Up to and including the line with "at purchase time.", output the records exactly as they appear.

Data excerpts
▼▼▼

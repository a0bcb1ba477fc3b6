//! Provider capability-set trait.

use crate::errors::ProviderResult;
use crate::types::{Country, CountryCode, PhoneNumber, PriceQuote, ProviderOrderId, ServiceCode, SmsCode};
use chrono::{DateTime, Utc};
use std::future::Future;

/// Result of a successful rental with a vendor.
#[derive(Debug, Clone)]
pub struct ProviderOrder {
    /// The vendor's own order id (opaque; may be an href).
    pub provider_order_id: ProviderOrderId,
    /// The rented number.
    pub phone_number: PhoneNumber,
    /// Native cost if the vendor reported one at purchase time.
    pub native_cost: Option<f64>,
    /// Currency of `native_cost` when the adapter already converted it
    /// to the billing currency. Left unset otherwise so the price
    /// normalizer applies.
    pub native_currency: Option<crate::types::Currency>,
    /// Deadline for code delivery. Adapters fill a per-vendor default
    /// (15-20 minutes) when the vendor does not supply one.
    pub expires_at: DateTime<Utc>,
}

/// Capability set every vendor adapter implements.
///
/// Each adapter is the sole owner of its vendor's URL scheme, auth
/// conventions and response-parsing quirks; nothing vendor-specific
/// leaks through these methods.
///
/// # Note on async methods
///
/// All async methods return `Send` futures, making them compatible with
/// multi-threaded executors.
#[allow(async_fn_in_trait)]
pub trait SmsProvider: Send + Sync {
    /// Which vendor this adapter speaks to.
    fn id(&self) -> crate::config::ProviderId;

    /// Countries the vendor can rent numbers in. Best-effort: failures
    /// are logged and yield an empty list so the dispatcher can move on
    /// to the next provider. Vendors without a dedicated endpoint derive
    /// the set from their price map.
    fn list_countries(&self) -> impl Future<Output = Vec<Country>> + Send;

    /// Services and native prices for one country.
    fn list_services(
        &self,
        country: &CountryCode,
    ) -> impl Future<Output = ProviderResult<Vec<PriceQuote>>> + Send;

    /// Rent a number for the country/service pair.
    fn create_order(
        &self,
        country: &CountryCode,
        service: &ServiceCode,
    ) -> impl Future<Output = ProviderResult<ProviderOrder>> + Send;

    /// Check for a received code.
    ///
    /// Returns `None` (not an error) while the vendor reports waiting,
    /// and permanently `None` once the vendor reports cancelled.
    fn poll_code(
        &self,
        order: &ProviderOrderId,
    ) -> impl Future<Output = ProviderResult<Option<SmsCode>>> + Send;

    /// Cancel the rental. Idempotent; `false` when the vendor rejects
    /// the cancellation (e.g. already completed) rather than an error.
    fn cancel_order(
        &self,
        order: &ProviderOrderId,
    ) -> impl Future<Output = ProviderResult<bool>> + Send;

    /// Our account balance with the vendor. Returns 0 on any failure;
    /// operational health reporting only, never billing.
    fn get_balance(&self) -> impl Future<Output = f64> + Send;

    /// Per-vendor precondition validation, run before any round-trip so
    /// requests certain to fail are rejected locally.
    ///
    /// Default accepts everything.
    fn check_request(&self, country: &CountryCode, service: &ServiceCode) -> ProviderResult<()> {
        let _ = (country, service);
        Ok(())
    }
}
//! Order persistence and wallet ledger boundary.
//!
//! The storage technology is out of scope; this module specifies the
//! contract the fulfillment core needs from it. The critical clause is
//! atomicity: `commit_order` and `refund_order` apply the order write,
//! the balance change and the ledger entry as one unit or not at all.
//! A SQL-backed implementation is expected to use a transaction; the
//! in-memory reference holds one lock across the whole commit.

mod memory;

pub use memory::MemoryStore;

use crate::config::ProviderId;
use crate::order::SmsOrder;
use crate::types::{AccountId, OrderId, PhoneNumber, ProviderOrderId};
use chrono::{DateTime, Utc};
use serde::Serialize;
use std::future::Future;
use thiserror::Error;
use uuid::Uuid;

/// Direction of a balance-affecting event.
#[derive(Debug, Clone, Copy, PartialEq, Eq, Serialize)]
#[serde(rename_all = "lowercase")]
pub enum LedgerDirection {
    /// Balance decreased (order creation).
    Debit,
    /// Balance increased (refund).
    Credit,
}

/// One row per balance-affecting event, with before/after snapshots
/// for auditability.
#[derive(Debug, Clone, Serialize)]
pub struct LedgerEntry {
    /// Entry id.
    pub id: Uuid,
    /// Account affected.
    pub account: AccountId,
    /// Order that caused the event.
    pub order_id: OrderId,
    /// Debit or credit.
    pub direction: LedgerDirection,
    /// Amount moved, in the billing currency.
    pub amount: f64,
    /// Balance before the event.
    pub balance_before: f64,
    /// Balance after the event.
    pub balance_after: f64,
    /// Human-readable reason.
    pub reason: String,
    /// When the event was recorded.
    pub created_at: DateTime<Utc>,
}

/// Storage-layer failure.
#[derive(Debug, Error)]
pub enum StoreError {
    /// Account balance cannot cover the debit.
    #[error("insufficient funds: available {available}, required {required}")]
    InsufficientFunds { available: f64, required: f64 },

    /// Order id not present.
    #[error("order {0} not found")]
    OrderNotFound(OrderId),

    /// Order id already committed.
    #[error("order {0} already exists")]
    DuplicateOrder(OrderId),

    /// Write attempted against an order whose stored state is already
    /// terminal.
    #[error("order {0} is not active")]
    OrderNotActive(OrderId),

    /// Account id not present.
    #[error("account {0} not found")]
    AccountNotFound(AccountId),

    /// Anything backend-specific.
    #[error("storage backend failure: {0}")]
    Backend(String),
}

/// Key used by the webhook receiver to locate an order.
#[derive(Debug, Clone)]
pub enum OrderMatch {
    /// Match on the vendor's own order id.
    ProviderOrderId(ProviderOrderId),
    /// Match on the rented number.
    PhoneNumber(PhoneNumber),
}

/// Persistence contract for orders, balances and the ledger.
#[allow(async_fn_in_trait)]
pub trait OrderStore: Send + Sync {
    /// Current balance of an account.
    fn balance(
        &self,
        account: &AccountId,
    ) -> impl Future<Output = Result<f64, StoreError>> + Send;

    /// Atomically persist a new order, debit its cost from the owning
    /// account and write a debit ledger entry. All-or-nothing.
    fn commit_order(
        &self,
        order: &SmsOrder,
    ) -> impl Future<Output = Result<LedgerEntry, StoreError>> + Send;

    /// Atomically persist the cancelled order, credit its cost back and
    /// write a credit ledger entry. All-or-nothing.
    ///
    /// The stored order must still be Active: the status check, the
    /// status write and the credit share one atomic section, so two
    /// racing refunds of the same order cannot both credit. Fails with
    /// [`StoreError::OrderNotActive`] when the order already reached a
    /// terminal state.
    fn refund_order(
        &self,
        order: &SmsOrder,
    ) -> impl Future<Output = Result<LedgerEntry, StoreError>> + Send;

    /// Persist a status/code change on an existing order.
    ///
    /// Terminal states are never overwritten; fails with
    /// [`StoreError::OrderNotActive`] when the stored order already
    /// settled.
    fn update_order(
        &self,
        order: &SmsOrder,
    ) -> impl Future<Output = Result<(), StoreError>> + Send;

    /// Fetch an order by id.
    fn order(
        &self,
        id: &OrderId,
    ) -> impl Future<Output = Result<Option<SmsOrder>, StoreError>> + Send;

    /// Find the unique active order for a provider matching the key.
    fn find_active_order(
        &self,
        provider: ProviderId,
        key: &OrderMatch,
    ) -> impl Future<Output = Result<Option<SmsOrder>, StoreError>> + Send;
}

▲▲▲

→ Solution to the problem:
repository a0bcb1ba477fc3b6
//! Provider capability-set trait.

use crate::errors::ProviderResult;
use crate::types::{Country, CountryCode, PhoneNumber, PriceQuote, ProviderOrderId, ServiceCode, SmsCode};
use chrono::{DateTime, Utc};
use std::future::Future;

/// Result of a successful rental with a vendor.
#[derive(Debug, Clone)]
pub struct ProviderOrder {
    /// The vendor's own order id (opaque; may be an href).
    pub provider_order_id: ProviderOrderId,
    /// The rented number.
    pub phone_number: PhoneNumber,
    /// Native cost if the vendor reported one at purchase time.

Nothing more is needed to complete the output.